Task description: Using the data below, copy out all lines with the word "anyhow".

Stored data entries
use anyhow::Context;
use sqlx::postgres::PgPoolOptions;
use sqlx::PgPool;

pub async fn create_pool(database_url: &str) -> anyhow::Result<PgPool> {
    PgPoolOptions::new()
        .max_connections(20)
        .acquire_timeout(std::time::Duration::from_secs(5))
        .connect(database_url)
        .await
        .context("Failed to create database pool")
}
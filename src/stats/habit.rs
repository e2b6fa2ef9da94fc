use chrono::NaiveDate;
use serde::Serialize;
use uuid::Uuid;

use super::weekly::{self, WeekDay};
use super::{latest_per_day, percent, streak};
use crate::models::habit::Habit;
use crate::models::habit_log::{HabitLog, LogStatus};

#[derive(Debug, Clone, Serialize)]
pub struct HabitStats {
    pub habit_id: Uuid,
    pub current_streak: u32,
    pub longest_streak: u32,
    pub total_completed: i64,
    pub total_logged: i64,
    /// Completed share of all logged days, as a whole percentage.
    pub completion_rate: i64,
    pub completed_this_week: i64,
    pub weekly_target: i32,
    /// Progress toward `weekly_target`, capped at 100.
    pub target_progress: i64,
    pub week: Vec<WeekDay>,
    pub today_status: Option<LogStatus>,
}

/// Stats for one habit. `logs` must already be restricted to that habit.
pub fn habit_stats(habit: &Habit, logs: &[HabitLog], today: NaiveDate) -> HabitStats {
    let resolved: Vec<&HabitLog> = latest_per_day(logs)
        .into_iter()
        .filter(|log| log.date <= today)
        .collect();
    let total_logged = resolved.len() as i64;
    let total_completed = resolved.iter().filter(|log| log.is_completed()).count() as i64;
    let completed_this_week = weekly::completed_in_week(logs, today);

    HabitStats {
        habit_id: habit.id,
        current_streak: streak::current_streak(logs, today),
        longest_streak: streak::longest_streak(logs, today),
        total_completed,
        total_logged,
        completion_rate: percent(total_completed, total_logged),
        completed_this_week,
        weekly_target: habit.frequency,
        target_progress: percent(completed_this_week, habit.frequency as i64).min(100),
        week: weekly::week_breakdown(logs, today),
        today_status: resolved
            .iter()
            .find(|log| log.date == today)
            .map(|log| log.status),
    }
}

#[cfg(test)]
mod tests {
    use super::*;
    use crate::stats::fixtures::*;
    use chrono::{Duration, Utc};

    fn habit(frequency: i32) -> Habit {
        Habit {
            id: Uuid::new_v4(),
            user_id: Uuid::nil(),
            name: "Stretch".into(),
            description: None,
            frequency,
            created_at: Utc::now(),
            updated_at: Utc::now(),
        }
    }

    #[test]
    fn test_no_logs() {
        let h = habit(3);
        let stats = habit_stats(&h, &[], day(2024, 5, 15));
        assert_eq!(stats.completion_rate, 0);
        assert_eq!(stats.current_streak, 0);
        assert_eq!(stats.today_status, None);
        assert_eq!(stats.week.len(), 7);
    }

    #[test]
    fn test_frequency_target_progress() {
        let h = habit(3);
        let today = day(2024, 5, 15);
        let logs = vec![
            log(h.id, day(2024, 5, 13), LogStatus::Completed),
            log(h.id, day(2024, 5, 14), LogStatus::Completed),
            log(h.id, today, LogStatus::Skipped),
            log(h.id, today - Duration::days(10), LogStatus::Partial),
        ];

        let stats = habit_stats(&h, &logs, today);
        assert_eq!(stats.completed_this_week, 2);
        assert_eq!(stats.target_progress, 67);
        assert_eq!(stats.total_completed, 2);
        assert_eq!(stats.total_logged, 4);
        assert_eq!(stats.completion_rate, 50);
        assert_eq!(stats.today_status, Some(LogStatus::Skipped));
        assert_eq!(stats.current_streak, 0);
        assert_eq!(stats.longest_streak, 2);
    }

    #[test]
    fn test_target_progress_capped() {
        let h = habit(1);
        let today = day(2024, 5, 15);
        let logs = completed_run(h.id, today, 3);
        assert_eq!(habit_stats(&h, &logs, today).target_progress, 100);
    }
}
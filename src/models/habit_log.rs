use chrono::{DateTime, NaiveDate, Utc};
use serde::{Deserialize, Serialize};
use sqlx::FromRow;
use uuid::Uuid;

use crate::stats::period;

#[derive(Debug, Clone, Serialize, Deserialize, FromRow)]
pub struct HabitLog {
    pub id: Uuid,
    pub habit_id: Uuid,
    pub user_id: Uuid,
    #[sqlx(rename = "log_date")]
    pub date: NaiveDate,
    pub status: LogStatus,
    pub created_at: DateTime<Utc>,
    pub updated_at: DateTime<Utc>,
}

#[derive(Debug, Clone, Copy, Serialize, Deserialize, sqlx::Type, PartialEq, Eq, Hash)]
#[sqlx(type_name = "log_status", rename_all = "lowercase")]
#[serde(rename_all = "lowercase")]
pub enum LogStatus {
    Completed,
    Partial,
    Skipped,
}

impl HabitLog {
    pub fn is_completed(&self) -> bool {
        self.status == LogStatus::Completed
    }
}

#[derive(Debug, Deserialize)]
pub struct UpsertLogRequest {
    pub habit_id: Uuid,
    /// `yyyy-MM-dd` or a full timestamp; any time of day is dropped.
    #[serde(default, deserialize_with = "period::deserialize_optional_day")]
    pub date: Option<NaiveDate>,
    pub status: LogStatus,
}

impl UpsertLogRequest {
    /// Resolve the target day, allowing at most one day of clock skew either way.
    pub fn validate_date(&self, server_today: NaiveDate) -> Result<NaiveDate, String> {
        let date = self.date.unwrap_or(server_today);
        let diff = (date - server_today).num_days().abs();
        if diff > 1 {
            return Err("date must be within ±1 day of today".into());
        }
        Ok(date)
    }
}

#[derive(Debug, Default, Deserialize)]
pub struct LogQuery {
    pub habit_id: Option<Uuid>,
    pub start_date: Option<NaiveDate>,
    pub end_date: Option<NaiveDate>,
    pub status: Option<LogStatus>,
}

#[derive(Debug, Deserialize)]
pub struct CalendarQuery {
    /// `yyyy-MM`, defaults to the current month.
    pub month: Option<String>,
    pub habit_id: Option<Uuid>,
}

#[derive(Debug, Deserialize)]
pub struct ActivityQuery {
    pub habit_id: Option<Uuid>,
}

Result:
use anyhow::Context;
pub async fn create_pool(database_url: &str) -> anyhow::Result<PgPool> {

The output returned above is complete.